In our opinion, three major issues emerge from the two articles in this issue. First, adherence to HBV screening and prophylaxis guidelines is suboptimal in patients undergoing therapy with rituximab-based regimens. This finding is of major concern because re-activation of hepatitis B is important not only because of its potentially fatal outcome but also because it can be effectively prevented with potent antivirals, and in the 21st century, it should be unacceptable for even one death that could be prevented.
Second, the abovementioned facts underline that guidelines regarding HBV screening and prophylaxis are not known or followed by all physicians and that further education of the involved parties about the hazards of HBV re-activation is absolutely necessary. The current use of rituximab has spread beyond the oncology/haematology area and therefore, international and local liver societies, particularly in HBV-endemic regions must educate other medical specialists in order to achieve the well-known Hippocratic aphorism to treat the patient as a human being and not as a disease. Perhaps, the increasing fragmentation and subspecialization of internal medicine, with the proliferation of highly specialized areas of expertise sometimes, may have detrimental results.

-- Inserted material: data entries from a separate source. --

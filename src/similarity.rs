//! Edge-counting and information-content similarity measures.
//!
//! The free functions walk the network afresh on every call and follow the
//! default hypernymy relations from [`SimilarityConfig::default`].
//! [`SimilarityMetrics`] computes the same values with an explicit
//! configuration and memoizes complete walks, which pays off when many pairs
//! share endpoints.

use ahash::AHashSet;
use tracing::debug;

use crate::{
    algo::{self, PathWalk},
    bfs::BreadthFirstWalk,
    cache::{CacheStats, WalkCache, WalkKey},
    config::SimilarityConfig,
    errors::WordNetError,
    graph::WordNet,
};

/// Number of edges on the walk from `source` to `target`.
///
/// Fails with [`WordNetError::Unreachable`] when the walk is exhausted
/// without dequeuing `target`.
pub fn distance<S: AsRef<str>>(
    network: &WordNet,
    source: &str,
    target: &str,
    allow_all_relations: bool,
    filtered_relations: &[S],
) -> Result<usize, WordNetError> {
    let walk = algo::get_path(
        network,
        source,
        target,
        allow_all_relations,
        filtered_relations,
    )?;
    edge_count(&walk, source, target)
}

/// [`distance`] following only the default hypernymy relations.
pub fn hypernym_distance(
    network: &WordNet,
    source: &str,
    target: &str,
) -> Result<usize, WordNetError> {
    Direct::new(network).hypernym_distance(source, target)
}

pub fn lowest_common_subsumer(
    network: &WordNet,
    first: &str,
    second: &str,
    allow_all_relations: bool,
) -> Result<Option<String>, WordNetError> {
    Direct::new(network).lowest_common_subsumer(first, second, allow_all_relations)
}

pub fn resnik(
    network: &WordNet,
    first: &str,
    second: &str,
    allow_all_relations: bool,
) -> Result<f64, WordNetError> {
    Direct::new(network).resnik(first, second, allow_all_relations)
}

pub fn lin(
    network: &WordNet,
    first: &str,
    second: &str,
    allow_all_relations: bool,
) -> Result<f64, WordNetError> {
    Direct::new(network).lin(first, second, allow_all_relations)
}

pub fn jiang_conrath_distance(
    network: &WordNet,
    first: &str,
    second: &str,
    allow_all_relations: bool,
) -> Result<f64, WordNetError> {
    Direct::new(network).jiang_conrath_distance(first, second, allow_all_relations)
}

pub fn jiang_conrath(
    network: &WordNet,
    first: &str,
    second: &str,
    allow_all_relations: bool,
) -> Result<f64, WordNetError> {
    Direct::new(network).jiang_conrath(first, second, allow_all_relations)
}

/// Similarity measures over one network with an explicit configuration and a
/// shared [`WalkCache`].
///
/// A walk from `s` cut at `t` is always the prefix of the complete walk from
/// `s`, so one cached walk per source and relation mode answers every target.
pub struct SimilarityMetrics<'a> {
    network: &'a WordNet,
    config: SimilarityConfig,
    cache: WalkCache,
}

impl<'a> SimilarityMetrics<'a> {
    pub fn new(network: &'a WordNet) -> Self {
        Self::with_config(network, SimilarityConfig::default())
    }

    pub fn with_config(network: &'a WordNet, config: SimilarityConfig) -> Self {
        Self {
            network,
            config,
            cache: WalkCache::new(),
        }
    }

    pub fn config(&self) -> &SimilarityConfig {
        &self.config
    }

    pub fn cache_stats(&self) -> CacheStats {
        self.cache.stats()
    }

    pub fn get_path<S: AsRef<str>>(
        &self,
        source: &str,
        target: &str,
        allow_all_relations: bool,
        filtered_relations: &[S],
    ) -> Result<PathWalk, WordNetError> {
        let key = WalkKey::new(source, allow_all_relations, filtered_relations);
        let complete = match self.cache.get(&key) {
            Some(walk) => walk,
            None => {
                let walk: Result<Vec<String>, WordNetError> = BreadthFirstWalk::new(
                    self.network,
                    source,
                    allow_all_relations,
                    filtered_relations,
                )
                .collect();
                match walk {
                    Ok(walk) => self.cache.insert(key, walk),
                    // the cut walk may still succeed if the failure lies past the target
                    Err(err) => {
                        debug!(source, error = %err, "complete walk failed, walking directly");
                        return algo::get_path(
                            self.network,
                            source,
                            target,
                            allow_all_relations,
                            filtered_relations,
                        );
                    }
                }
            }
        };
        Ok(match complete.iter().position(|id| id == target) {
            Some(idx) => PathWalk {
                synsets: complete[..=idx].to_vec(),
                reached: true,
            },
            None => PathWalk {
                synsets: complete.to_vec(),
                reached: false,
            },
        })
    }

    pub fn distance<S: AsRef<str>>(
        &self,
        source: &str,
        target: &str,
        allow_all_relations: bool,
        filtered_relations: &[S],
    ) -> Result<usize, WordNetError> {
        let walk = self.get_path(source, target, allow_all_relations, filtered_relations)?;
        edge_count(&walk, source, target)
    }

    pub fn hypernym_distance(&self, source: &str, target: &str) -> Result<usize, WordNetError> {
        Measures::hypernym_distance(self, source, target)
    }

    pub fn lowest_common_subsumer(
        &self,
        first: &str,
        second: &str,
        allow_all_relations: bool,
    ) -> Result<Option<String>, WordNetError> {
        Measures::lowest_common_subsumer(self, first, second, allow_all_relations)
    }

    pub fn resnik(
        &self,
        first: &str,
        second: &str,
        allow_all_relations: bool,
    ) -> Result<f64, WordNetError> {
        Measures::resnik(self, first, second, allow_all_relations)
    }

    pub fn lin(
        &self,
        first: &str,
        second: &str,
        allow_all_relations: bool,
    ) -> Result<f64, WordNetError> {
        Measures::lin(self, first, second, allow_all_relations)
    }

    pub fn jiang_conrath_distance(
        &self,
        first: &str,
        second: &str,
        allow_all_relations: bool,
    ) -> Result<f64, WordNetError> {
        Measures::jiang_conrath_distance(self, first, second, allow_all_relations)
    }

    pub fn jiang_conrath(
        &self,
        first: &str,
        second: &str,
        allow_all_relations: bool,
    ) -> Result<f64, WordNetError> {
        Measures::jiang_conrath(self, first, second, allow_all_relations)
    }
}

/// Shared formulas; implementors only decide how walks are produced.
trait Measures {
    fn network(&self) -> &WordNet;

    fn config(&self) -> &SimilarityConfig;

    fn walk(
        &self,
        source: &str,
        target: &str,
        allow_all_relations: bool,
        filtered_relations: &[String],
    ) -> Result<PathWalk, WordNetError>;

    fn hypernym_distance(&self, source: &str, target: &str) -> Result<usize, WordNetError> {
        let walk = self.walk(source, target, false, &self.config().hypernym_relations)?;
        edge_count(&walk, source, target)
    }

    /// First id of `first`'s walk (towards `second`) that also appears in
    /// `second`'s walk (towards `first`).
    fn lowest_common_subsumer(
        &self,
        first: &str,
        second: &str,
        allow_all_relations: bool,
    ) -> Result<Option<String>, WordNetError> {
        let filtered: &[String] = if allow_all_relations {
            &[]
        } else {
            &self.config().hypernym_relations
        };
        let up_first = self.walk(first, second, allow_all_relations, filtered)?;
        let up_second = self.walk(second, first, allow_all_relations, filtered)?;
        let seen: AHashSet<&str> = up_second.synsets.iter().map(String::as_str).collect();
        Ok(up_first
            .synsets
            .into_iter()
            .find(|id| seen.contains(id.as_str())))
    }

    fn resnik(
        &self,
        first: &str,
        second: &str,
        allow_all_relations: bool,
    ) -> Result<f64, WordNetError> {
        let lcs = self
            .lowest_common_subsumer(first, second, allow_all_relations)?
            .ok_or_else(|| {
                WordNetError::degenerate(format!("{first} and {second} have no common subsumer"))
            })?;
        self.network().information_content(&lcs)
    }

    fn lin(
        &self,
        first: &str,
        second: &str,
        allow_all_relations: bool,
    ) -> Result<f64, WordNetError> {
        let shared = self.resnik(first, second, allow_all_relations)?;
        let ic_first = self.network().information_content(first)?;
        let ic_second = self.network().information_content(second)?;
        Ok(2.0 * shared / (ic_first + ic_second))
    }

    fn jiang_conrath_distance(
        &self,
        first: &str,
        second: &str,
        allow_all_relations: bool,
    ) -> Result<f64, WordNetError> {
        let shared = self.resnik(first, second, allow_all_relations)?;
        let ic_first = self.network().information_content(first)?;
        let ic_second = self.network().information_content(second)?;
        Ok(ic_first + ic_second - 2.0 * shared)
    }

    fn jiang_conrath(
        &self,
        first: &str,
        second: &str,
        allow_all_relations: bool,
    ) -> Result<f64, WordNetError> {
        let distance = self.jiang_conrath_distance(first, second, allow_all_relations)?;
        if distance == 0.0 {
            return Err(WordNetError::degenerate(format!(
                "Jiang-Conrath distance between {first} and {second} is zero"
            )));
        }
        Ok(1.0 / distance)
    }
}

struct Direct<'a> {
    network: &'a WordNet,
    config: SimilarityConfig,
}

impl<'a> Direct<'a> {
    fn new(network: &'a WordNet) -> Self {
        Self {
            network,
            config: SimilarityConfig::default(),
        }
    }
}

impl Measures for Direct<'_> {
    fn network(&self) -> &WordNet {
        self.network
    }

    fn config(&self) -> &SimilarityConfig {
        &self.config
    }

    fn walk(
        &self,
        source: &str,
        target: &str,
        allow_all_relations: bool,
        filtered_relations: &[String],
    ) -> Result<PathWalk, WordNetError> {
        algo::get_path(
            self.network,
            source,
            target,
            allow_all_relations,
            filtered_relations,
        )
    }
}

impl Measures for SimilarityMetrics<'_> {
    fn network(&self) -> &WordNet {
        self.network
    }

    fn config(&self) -> &SimilarityConfig {
        &self.config
    }

    fn walk(
        &self,
        source: &str,
        target: &str,
        allow_all_relations: bool,
        filtered_relations: &[String],
    ) -> Result<PathWalk, WordNetError> {
        self.get_path(source, target, allow_all_relations, filtered_relations)
    }
}

fn edge_count(walk: &PathWalk, source: &str, target: &str) -> Result<usize, WordNetError> {
    walk.edge_count()
        .ok_or_else(|| WordNetError::unreachable(source, target))
}
use lexnet::{
    Literal, PartOfSpeech, Synset, WordNet, WordNetError,
    algo::{complement, diff, get_path, get_path_by_literals, intersection, merge, union},
};

fn noun(id: &str, word: &str) -> Synset {
    Synset::new(id, PartOfSpeech::Noun).with_literal(Literal::new(word, "1"))
}

fn pair() -> (WordNet, WordNet) {
    let a = WordNet::from_synsets(vec![
        noun("S1", "dog").with_definition("content1"),
        noun("S2", "cat"),
        noun("S3", "fish"),
    ]);
    let b = WordNet::from_synsets(vec![
        noun("S1", "dog").with_definition("content2"),
        noun("S2", "cat"),
        noun("S4", "bird"),
    ]);
    (a, b)
}

fn chain() -> WordNet {
    WordNet::from_synsets(vec![
        noun("S1", "puppy").with_relation("S2", "hypernym"),
        noun("S2", "dog").with_relation("S3", "hypernym"),
        noun("S3", "animal"),
        noun("S4", "rock"),
    ])
}

#[test]
fn test_diff_and_intersection() {
    let (a, b) = pair();
    assert_eq!(diff(&a, &b), vec!["S1"]);
    assert_eq!(intersection(&a, &b), vec!["S2"]);
}

#[test]
fn test_diff_on_single_conflicting_synset() {
    let a = WordNet::from_synsets(vec![noun("S1", "x").with_definition("content1")]);
    let b = WordNet::from_synsets(vec![noun("S1", "x").with_definition("content2")]);
    assert_eq!(diff(&a, &b), vec!["S1"]);
    assert!(intersection(&a, &b).is_empty());
}

#[test]
fn test_complement_compares_ids_only() {
    let (a, b) = pair();
    assert_eq!(complement(&a, &b), vec!["S3"]);
    assert_eq!(complement(&b, &a), vec!["S4"]);
}

#[test]
fn test_information_content_takes_part_in_equality() {
    let a = WordNet::from_synsets(vec![noun("S1", "x").with_information_content(1.0)]);
    let b = WordNet::from_synsets(vec![noun("S1", "x").with_information_content(2.0)]);
    assert_eq!(diff(&a, &b), vec!["S1"]);
}

#[test]
fn test_nan_information_content_equals_itself() {
    let a = WordNet::from_synsets(vec![
        noun("S1", "dog").with_information_content(f64::NAN),
        noun("S2", "cat").with_information_content(1.0),
    ]);
    let b = a.clone();
    assert_eq!(intersection(&a, &b), vec!["S1", "S2"]);
    assert_eq!(diff(&a, &b), Vec::<&str>::new());
    let mut base = a.clone();
    assert_eq!(union(&mut base, &b).expect("union"), 0);

    let finite = WordNet::from_synsets(vec![noun("S1", "dog").with_information_content(0.0)]);
    assert_eq!(diff(&a, &finite), vec!["S1"]);
}

#[test]
fn test_union_conflict_leaves_base_untouched() {
    let (mut a, b) = pair();
    let before = a.clone();
    let err = union(&mut a, &b).unwrap_err();
    assert!(matches!(err, WordNetError::ContentConflict(ref id) if id == "S1"));
    assert_eq!(a.len(), before.len());
    assert!(!a.contains_id("S4"));
    assert_eq!(a.get_synset_by_id("S1"), before.get_synset_by_id("S1"));
}

#[test]
fn test_union_inserts_missing_synsets() {
    let mut base = WordNet::from_synsets(vec![noun("S1", "dog"), noun("S2", "cat")]);
    let addition = WordNet::from_synsets(vec![noun("S2", "cat"), noun("S5", "owl")]);
    let inserted = union(&mut base, &addition).expect("union");
    assert_eq!(inserted, 1);
    let ids: Vec<&str> = base.ids().collect();
    assert_eq!(ids, vec!["S1", "S2", "S5"]);
    assert_eq!(base.synset_ids_for_word("owl"), ["S5".to_string()]);
}

#[test]
fn test_merge_overwrites_shared_ids() {
    let (mut a, b) = pair();
    let replaced = merge(&mut a, &b);
    assert_eq!(replaced, 2);
    assert_eq!(a.len(), 4);
    assert_eq!(a.get_synset_by_id("S1"), b.get_synset_by_id("S1"));
    assert!(a.contains_id("S3"));
    assert!(a.contains_id("S4"));
}

#[test]
fn test_merge_moves_replaced_synsets_to_the_end() {
    let (mut a, b) = pair();
    merge(&mut a, &b);
    let ids: Vec<&str> = a.ids().collect();
    assert_eq!(ids, vec!["S3", "S1", "S2", "S4"]);
    assert_eq!(a.synset_ids_for_word("dog"), ["S1".to_string()]);
    assert_eq!(a.synset_ids_for_word("fish"), ["S3".to_string()]);
    assert_eq!(
        a.get_synset_by_id("S1").and_then(|s| s.definition.as_deref()),
        Some("content2")
    );
}

#[test]
fn test_get_path_stops_at_target() {
    let network = chain();
    let walk = get_path(&network, "S1", "S2", false, &["hypernym"]).expect("path");
    assert!(walk.reached);
    assert_eq!(walk.synsets, vec!["S1", "S2"]);
    assert_eq!(walk.edge_count(), Some(1));
}

#[test]
fn test_get_path_unreached_returns_whole_walk() {
    let network = chain();
    let walk = get_path(&network, "S1", "S4", false, &["hypernym"]).expect("path");
    assert!(!walk.reached);
    assert_eq!(walk.synsets, vec!["S1", "S2", "S3"]);
    assert_eq!(walk.edge_count(), None);
}

#[test]
fn test_get_path_to_self() {
    let network = chain();
    let walk = get_path(&network, "S3", "S3", false, &["hypernym"]).expect("path");
    assert!(walk.reached);
    assert_eq!(walk.len(), 1);
    assert_eq!(walk.edge_count(), Some(0));
}

#[test]
fn test_get_path_propagates_filter_conflict() {
    let network = chain();
    let result = get_path(&network, "S1", "S3", true, &["*"]);
    assert!(matches!(result, Err(WordNetError::FilterConflict { .. })));
}

#[test]
fn test_get_path_by_literals() {
    let network = chain();
    let walk = get_path_by_literals(
        &network,
        &Literal::word("puppy"),
        &Literal::new("animal", "1"),
        false,
        &["hypernym"],
    )
    .expect("path");
    assert_eq!(walk.synsets, vec!["S1", "S2", "S3"]);

    let missing = get_path_by_literals(
        &network,
        &Literal::word("puppy"),
        &Literal::word("unicorn"),
        false,
        &["hypernym"],
    );
    assert!(matches!(missing, Err(WordNetError::NotFound(_))));
}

Third, the issue of antiviral prophylaxis of patients with serological markers of past HBV infection undergoing rituximab therapy remains unclear, but because the level of immunosuppression is critical for the risk of HBV re-activation[21,22] and this drug induces a very profound and long-lasting immunosuppression, which can result in severe, even fatal HBV re-activation, pre-emptive therapy with potent nucleos(t)ide analogues such as entecavir or tenofovir should be considered at least in patients with HBV-DNA serum positivity before treatment. For those difficult cases with negative serum HBV-DNA before treatment with rituximab-based therapy, strict adherence to the guidelines of the international liver societies, namely, close and careful monitoring of the patients is needed, although even one solid single surrogate prognostic marker for the re-appearance of HBV is not available.[9–11] Therefore, we still need somebody to define precisely the words 'close' and 'careful' in order to know how often and when should we investigate the patient with past HBV infection for one or all of ALT, HBV-DNA and HBsAg. Is there any candidate?